🤖 AI Summary
Traditional Wave Function Collapse (WFC) struggles to optimize global objective properties of generated content, particularly in procedural content generation tasks requiring functional or structural constraints. This work proposes a novel approach that integrates evolutionary algorithms at the WFC input stage: small exemplars (genotypes) are evolved and subsequently expanded into full levels (phenotypes) via WFC, guided by domain-specific fitness functions. The method significantly improves generation quality in tasks where local relationships determine global properties—such as maze connectivity—demonstrating its efficacy. However, it remains challenged by scenarios involving strong global constraints, such as Zelda-like dungeon generation, thereby delineating the method’s current applicability boundaries.
📝 Abstract
Wave Function Collapse (WFC) is a widely used procedural content generation method that learns local adjacency constraints from example inputs to generate larger outputs.
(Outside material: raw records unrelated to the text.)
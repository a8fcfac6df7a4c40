//! Table-driven finite automaton recognising a single lexeme.
//!
//! Each state carries the [`SyntaxKind`] it accepts and an ordered list of
//! transitions. The first transition whose predicate matches wins, so the
//! order inside a row matters (e.g. the comment body's catch-all must come
//! last). A state whose kind is `Unknown` is not accepting.

use super::token::SyntaxKind;

pub type State = usize;

pub const START: State = 0;
pub const IDENTIFIER: State = 1;
pub const NUMBER: State = 2;
pub const LESS: State = 3;
pub const GREATER: State = 4;
pub const ASSIGN: State = 5;
pub const BANG: State = 6;
pub const SLASH: State = 7;
pub const PLUS: State = 8;
pub const MINUS: State = 9;
pub const STAR: State = 10;
pub const LESS_EQ: State = 11;
pub const GREATER_EQ: State = 12;
pub const EQ_EQ: State = 13;
pub const NOT_EQ: State = 14;
pub const COMMENT: State = 15;
pub const COMMENT_STAR: State = 16;
pub const COMMENT_END: State = 17;
pub const COMMA: State = 18;
pub const SEMICOLON: State = 19;
pub const OPEN_ROUND: State = 20;
pub const CLOSE_ROUND: State = 21;
pub const OPEN_CURLY: State = 22;
pub const CLOSE_CURLY: State = 23;
pub const OPEN_SQUARE: State = 24;
pub const CLOSE_SQUARE: State = 25;

#[derive(Debug, Clone, Copy)]
enum Predicate {
    Letter,
    Digit,
    Is(char),
    Any,
}

impl Predicate {
    fn matches(self, c: char) -> bool {
        match self {
            Predicate::Letter => c.is_alphabetic(),
            Predicate::Digit => c.is_ascii_digit(),
            Predicate::Is(expected) => c == expected,
            Predicate::Any => true,
        }
    }
}

#[derive(Debug, Clone, Copy)]
struct Transition {
    when: Predicate,
    to: State,
}

macro_rules! on {
    ($when:expr, $to:expr $(,)?) => {
        Transition { when: $when, to: $to }
    };
}

struct Row {
    kind: SyntaxKind,
    next: &'static [Transition],
}

macro_rules! row {
    ($kind:expr, $next:expr $(,)?) => {
        Row { kind: $kind, next: $next }
    };
}

use Predicate::{Any, Digit, Is, Letter};

static TABLE: [Row; 26] = [
    // START
    row!(
        SyntaxKind::Unknown,
        &[
            on!(Letter, IDENTIFIER),
            on!(Digit, NUMBER),
            on!(Is('<'), LESS),
            on!(Is('>'), GREATER),
            on!(Is('='), ASSIGN),
            on!(Is('!'), BANG),
            on!(Is('/'), SLASH),
            on!(Is('+'), PLUS),
            on!(Is('-'), MINUS),
            on!(Is('*'), STAR),
            on!(Is(','), COMMA),
            on!(Is(';'), SEMICOLON),
            on!(Is('('), OPEN_ROUND),
            on!(Is(')'), CLOSE_ROUND),
            on!(Is('{'), OPEN_CURLY),
            on!(Is('}'), CLOSE_CURLY),
            on!(Is('['), OPEN_SQUARE),
            on!(Is(']'), CLOSE_SQUARE),
        ],
    ),
    row!(SyntaxKind::IdentifierOrKeyword, &[on!(Letter, IDENTIFIER)]),
    row!(SyntaxKind::Number, &[on!(Digit, NUMBER)]),
    row!(SyntaxKind::LessThan, &[on!(Is('='), LESS_EQ)]),
    row!(SyntaxKind::GreaterThan, &[on!(Is('='), GREATER_EQ)]),
    row!(SyntaxKind::Assign, &[on!(Is('='), EQ_EQ)]),
    // a lone `!` is not a token
    row!(SyntaxKind::Unknown, &[on!(Is('='), NOT_EQ)]),
    row!(SyntaxKind::Slash, &[on!(Is('*'), COMMENT)]),
    row!(SyntaxKind::Plus, &[]),
    row!(SyntaxKind::Minus, &[]),
    row!(SyntaxKind::Asterisk, &[]),
    row!(SyntaxKind::LessThanOrEqualTo, &[]),
    row!(SyntaxKind::GreaterThanOrEqualTo, &[]),
    row!(SyntaxKind::EqualTo, &[]),
    row!(SyntaxKind::NotEqualTo, &[]),
    // COMMENT: inside `/* ... */`
    row!(SyntaxKind::Unknown, &[on!(Is('*'), COMMENT_STAR), on!(Any, COMMENT)]),
    // COMMENT_STAR: saw `*`, maybe about to leave
    row!(
        SyntaxKind::Unknown,
        &[on!(Is('/'), COMMENT_END), on!(Is('*'), COMMENT_STAR), on!(Any, COMMENT)],
    ),
    row!(SyntaxKind::CommentsEnd, &[]),
    row!(SyntaxKind::Comma, &[]),
    row!(SyntaxKind::Semicolon, &[]),
    row!(SyntaxKind::OpenRoundBracket, &[]),
    row!(SyntaxKind::CloseRoundBracket, &[]),
    row!(SyntaxKind::OpenCurlyBracket, &[]),
    row!(SyntaxKind::CloseCurlyBracket, &[]),
    row!(SyntaxKind::OpenSquareBracket, &[]),
    row!(SyntaxKind::CloseSquareBracket, &[]),
];

pub fn next_state(state: State, c: char) -> Option<State> {
    TABLE[state]
        .next
        .iter()
        .find(|transition| transition.when.matches(c))
        .map(|transition| transition.to)
}

pub fn state_kind(state: State) -> SyntaxKind {
    TABLE[state].kind
}

/// States that can only be left through `*/`.
pub fn in_comment(state: State) -> bool {
    matches!(state, COMMENT | COMMENT_STAR)
}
In this paper, we explore combining WFC with evolutionary search by evolving the small input examples used by WFC rather than directly evolving complete levels. In this approach, WFC acts as a genotype-to-phenotype mapping. The generated levels are then evaluated through domain-specific fitness functions. We evaluate the method in two domains with different relationships between local and global structure: Maze connectivity maps and Zelda-style dungeon layouts. Our results show that evolutionary optimization over WFC inputs improves generation quality in domains where properties emerge from local relationships, while domains requiring global constraints remain challenging. These findings suggest that evolutionary search can effectively guide WFC generation when target objectives align with local structure.